**** The data ****

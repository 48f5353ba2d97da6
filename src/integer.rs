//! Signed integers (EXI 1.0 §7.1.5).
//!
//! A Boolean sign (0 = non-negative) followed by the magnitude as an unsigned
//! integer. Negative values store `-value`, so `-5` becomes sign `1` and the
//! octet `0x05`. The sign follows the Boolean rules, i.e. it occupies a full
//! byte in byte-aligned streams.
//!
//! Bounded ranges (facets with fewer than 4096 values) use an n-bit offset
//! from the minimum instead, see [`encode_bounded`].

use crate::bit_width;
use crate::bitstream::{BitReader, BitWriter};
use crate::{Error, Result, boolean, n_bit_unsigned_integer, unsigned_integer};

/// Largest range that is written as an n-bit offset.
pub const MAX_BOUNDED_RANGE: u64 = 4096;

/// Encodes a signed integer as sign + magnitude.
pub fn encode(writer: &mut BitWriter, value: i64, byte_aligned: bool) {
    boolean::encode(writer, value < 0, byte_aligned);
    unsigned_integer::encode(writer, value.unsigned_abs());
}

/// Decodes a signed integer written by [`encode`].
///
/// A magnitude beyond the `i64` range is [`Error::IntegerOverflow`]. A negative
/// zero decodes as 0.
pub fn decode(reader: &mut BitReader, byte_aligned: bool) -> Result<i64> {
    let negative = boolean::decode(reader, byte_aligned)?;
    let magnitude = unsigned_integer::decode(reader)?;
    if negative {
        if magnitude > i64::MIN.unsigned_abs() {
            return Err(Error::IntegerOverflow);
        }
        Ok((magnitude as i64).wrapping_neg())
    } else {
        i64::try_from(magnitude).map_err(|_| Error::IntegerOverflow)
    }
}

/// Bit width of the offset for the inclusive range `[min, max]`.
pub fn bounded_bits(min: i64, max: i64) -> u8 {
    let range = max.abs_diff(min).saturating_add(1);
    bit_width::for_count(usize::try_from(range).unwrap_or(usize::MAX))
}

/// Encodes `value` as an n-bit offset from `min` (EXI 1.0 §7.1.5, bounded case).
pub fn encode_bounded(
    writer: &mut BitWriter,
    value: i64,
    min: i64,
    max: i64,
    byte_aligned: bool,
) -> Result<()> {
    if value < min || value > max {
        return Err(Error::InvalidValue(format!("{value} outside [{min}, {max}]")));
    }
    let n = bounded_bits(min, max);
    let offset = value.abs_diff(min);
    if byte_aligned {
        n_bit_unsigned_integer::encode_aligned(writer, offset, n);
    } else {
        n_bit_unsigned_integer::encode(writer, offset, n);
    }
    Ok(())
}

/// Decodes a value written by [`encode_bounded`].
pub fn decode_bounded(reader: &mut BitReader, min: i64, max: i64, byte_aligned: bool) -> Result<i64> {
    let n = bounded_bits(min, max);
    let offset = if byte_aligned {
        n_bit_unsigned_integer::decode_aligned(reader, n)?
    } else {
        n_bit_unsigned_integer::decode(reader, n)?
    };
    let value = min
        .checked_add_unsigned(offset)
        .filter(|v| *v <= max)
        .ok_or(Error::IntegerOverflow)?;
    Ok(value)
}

****
**** The data ****

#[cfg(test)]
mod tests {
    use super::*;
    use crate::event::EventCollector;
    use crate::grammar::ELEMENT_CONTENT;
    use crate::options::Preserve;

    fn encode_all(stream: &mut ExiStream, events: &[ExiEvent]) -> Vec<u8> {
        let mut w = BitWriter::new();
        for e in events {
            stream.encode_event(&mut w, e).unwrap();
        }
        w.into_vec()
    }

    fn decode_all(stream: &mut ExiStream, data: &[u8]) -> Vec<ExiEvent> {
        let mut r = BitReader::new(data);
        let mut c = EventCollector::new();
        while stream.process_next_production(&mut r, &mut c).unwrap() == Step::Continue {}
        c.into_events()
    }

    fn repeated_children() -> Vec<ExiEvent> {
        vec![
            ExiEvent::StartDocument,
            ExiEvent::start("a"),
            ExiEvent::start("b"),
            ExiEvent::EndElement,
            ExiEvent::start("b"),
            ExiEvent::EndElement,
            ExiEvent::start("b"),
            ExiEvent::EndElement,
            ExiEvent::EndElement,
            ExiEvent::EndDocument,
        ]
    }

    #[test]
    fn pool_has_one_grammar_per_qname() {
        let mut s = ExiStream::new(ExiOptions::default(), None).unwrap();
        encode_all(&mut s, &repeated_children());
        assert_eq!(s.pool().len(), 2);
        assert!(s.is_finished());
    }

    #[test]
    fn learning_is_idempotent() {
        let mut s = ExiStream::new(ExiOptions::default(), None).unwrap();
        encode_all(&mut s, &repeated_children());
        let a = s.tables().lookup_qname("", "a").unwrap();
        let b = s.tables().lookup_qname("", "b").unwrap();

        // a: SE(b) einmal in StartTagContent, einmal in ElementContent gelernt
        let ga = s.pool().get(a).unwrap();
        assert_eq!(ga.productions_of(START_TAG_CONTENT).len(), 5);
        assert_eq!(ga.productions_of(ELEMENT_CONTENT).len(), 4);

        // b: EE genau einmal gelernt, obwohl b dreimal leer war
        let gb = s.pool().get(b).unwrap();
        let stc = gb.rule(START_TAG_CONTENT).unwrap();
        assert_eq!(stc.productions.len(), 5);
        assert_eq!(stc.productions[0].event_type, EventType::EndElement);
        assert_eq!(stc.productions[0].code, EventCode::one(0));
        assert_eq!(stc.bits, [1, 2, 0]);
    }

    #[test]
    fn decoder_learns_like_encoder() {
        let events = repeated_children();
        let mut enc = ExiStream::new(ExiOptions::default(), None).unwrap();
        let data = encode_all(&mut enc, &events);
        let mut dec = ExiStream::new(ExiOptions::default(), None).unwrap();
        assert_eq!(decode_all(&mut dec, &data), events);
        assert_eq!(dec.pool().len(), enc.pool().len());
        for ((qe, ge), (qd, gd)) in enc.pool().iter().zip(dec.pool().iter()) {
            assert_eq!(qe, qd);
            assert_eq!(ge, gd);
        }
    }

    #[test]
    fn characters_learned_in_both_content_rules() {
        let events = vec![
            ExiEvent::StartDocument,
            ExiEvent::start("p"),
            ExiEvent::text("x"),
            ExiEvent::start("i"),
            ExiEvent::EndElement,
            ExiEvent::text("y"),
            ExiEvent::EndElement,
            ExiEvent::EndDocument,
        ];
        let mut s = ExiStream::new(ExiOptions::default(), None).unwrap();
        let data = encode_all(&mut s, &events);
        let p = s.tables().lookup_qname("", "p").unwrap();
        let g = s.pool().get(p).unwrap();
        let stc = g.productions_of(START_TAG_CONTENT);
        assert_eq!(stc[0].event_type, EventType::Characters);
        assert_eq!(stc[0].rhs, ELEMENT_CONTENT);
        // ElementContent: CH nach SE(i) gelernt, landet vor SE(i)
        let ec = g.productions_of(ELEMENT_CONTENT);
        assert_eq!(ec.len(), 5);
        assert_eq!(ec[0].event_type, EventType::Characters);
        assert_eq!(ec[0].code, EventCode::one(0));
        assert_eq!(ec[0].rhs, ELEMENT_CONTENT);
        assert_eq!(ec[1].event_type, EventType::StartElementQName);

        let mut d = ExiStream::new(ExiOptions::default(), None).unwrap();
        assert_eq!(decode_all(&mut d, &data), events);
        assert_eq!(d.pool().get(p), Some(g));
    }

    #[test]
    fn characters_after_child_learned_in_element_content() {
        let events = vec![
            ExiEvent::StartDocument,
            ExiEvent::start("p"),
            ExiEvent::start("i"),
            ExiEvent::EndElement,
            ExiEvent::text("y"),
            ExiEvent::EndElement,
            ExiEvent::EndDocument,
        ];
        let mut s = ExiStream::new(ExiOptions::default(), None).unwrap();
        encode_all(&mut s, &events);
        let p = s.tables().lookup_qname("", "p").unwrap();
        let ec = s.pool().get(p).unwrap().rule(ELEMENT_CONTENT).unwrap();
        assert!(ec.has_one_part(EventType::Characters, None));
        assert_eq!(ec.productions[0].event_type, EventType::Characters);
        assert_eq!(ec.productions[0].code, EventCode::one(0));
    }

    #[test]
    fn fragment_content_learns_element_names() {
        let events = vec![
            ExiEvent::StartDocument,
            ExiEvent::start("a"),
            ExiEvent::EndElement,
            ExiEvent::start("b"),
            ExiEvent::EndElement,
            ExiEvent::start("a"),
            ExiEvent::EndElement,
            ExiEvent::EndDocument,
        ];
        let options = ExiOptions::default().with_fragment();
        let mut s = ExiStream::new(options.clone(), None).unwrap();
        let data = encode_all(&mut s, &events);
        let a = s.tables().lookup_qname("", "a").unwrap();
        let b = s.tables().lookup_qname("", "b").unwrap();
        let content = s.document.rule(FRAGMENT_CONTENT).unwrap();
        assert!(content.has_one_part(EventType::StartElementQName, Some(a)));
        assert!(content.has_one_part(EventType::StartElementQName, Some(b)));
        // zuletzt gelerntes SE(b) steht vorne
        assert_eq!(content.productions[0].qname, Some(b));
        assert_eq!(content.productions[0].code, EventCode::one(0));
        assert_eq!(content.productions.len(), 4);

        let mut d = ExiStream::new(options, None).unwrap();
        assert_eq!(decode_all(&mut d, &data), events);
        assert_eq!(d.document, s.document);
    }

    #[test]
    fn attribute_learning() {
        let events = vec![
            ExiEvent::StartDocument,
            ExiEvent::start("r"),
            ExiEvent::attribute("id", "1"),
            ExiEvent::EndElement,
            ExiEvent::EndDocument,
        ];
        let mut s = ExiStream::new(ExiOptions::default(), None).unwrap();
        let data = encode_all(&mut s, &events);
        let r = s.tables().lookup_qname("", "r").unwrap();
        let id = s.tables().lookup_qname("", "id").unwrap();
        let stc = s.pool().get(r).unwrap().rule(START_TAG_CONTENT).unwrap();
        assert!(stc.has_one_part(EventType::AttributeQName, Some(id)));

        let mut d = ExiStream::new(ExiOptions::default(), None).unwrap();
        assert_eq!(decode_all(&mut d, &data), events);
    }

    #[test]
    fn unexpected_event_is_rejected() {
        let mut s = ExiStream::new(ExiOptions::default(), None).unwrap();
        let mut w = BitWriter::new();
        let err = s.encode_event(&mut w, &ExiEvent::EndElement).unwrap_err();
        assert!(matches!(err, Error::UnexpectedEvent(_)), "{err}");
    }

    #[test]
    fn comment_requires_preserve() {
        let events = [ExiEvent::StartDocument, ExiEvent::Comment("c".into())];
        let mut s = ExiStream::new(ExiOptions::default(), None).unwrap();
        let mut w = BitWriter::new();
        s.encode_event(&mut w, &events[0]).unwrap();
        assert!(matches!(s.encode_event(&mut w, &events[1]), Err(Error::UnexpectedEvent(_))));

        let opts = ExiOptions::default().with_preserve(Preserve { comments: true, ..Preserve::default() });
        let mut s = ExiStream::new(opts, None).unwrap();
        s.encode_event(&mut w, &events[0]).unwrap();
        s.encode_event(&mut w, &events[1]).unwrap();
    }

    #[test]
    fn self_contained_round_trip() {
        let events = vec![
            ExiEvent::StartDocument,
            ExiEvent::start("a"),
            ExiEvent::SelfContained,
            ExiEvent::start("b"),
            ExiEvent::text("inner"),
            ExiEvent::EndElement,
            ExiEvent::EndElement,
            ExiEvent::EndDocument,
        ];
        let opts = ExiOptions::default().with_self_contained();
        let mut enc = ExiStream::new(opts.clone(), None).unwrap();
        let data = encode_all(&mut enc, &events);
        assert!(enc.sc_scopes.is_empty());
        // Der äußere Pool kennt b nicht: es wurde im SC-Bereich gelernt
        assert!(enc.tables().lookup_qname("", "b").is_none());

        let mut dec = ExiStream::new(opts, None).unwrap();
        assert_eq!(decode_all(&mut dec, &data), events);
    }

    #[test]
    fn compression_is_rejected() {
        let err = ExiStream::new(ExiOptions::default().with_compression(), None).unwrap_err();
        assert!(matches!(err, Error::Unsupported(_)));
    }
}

****
**** The data ****

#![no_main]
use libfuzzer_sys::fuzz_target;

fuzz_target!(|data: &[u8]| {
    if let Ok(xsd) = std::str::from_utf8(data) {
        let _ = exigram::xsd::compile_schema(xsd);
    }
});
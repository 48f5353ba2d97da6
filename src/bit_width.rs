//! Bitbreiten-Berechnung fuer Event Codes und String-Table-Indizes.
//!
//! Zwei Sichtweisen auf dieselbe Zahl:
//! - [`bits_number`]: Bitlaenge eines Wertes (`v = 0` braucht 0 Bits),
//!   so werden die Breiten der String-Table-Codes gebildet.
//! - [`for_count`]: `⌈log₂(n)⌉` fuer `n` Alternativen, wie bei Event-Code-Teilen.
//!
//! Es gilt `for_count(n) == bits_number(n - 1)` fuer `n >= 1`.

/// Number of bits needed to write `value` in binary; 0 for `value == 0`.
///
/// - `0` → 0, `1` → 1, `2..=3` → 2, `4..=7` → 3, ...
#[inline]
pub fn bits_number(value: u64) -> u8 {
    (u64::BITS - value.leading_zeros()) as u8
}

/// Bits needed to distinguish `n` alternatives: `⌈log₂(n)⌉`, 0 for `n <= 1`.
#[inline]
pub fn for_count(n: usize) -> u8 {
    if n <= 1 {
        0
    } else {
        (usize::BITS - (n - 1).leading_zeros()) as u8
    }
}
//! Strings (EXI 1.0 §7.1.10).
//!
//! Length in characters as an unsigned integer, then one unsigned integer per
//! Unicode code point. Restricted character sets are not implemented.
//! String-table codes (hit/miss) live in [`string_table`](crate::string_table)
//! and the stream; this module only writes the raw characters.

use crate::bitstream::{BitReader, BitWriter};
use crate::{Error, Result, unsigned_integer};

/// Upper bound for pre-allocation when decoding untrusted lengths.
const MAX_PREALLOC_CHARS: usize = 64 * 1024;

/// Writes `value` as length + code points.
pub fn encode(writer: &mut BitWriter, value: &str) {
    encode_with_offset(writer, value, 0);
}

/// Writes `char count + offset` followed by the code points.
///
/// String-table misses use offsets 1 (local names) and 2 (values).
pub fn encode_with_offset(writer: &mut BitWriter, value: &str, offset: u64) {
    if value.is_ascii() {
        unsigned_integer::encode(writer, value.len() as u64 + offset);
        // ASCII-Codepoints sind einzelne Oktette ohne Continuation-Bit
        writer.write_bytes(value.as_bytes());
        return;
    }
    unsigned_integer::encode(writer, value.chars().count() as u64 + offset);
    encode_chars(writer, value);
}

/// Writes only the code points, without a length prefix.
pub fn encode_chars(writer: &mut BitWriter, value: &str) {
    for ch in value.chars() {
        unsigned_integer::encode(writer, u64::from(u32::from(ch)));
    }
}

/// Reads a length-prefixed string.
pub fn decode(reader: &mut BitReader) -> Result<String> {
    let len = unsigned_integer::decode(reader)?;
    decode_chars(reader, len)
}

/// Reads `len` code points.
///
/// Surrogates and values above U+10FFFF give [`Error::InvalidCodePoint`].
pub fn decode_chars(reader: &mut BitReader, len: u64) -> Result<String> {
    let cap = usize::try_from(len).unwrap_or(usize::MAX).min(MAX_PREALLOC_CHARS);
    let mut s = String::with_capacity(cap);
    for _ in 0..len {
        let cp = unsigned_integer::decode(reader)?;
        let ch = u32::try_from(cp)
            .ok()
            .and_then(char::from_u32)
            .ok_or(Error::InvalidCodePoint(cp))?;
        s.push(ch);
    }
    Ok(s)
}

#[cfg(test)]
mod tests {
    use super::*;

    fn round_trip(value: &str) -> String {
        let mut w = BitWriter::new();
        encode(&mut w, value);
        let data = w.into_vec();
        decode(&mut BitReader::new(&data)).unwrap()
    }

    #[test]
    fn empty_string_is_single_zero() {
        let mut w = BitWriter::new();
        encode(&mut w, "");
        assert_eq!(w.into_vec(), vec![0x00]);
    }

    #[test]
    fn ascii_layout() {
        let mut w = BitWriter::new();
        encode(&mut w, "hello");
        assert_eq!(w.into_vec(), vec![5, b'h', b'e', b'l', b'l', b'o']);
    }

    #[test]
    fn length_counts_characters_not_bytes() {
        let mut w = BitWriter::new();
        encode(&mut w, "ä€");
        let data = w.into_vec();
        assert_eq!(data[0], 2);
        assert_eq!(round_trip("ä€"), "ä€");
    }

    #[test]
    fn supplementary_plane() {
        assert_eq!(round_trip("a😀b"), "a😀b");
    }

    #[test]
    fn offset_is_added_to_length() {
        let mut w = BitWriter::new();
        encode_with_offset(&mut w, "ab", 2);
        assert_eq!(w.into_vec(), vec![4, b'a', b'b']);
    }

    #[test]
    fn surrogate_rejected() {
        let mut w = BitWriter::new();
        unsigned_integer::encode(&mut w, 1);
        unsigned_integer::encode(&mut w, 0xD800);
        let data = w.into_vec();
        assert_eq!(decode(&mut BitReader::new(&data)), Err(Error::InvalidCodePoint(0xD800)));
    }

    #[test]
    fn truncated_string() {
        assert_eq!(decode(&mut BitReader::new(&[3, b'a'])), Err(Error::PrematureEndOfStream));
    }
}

****

=== Instructions to follow ===
If a line in the records has the word "BitReader", copy that line.

=== Your response ===
use crate::bitstream::{BitReader, BitWriter};
pub fn decode(reader: &mut BitReader, byte_aligned: bool) -> Result<i64> {
pub fn decode_bounded(reader: &mut BitReader, min: i64, max: i64, byte_aligned: bool) -> Result<i64> {
        let mut r = BitReader::new(data);
use crate::bitstream::{BitReader, BitWriter};
pub fn decode(reader: &mut BitReader) -> Result<String> {
pub fn decode_chars(reader: &mut BitReader, len: u64) -> Result<String> {
        decode(&mut BitReader::new(&data)).unwrap()
        assert_eq!(decode(&mut BitReader::new(&data)), Err(Error::InvalidCodePoint(0xD800)));
        assert_eq!(decode(&mut BitReader::new(&[3, b'a'])), Err(Error::PrematureEndOfStream));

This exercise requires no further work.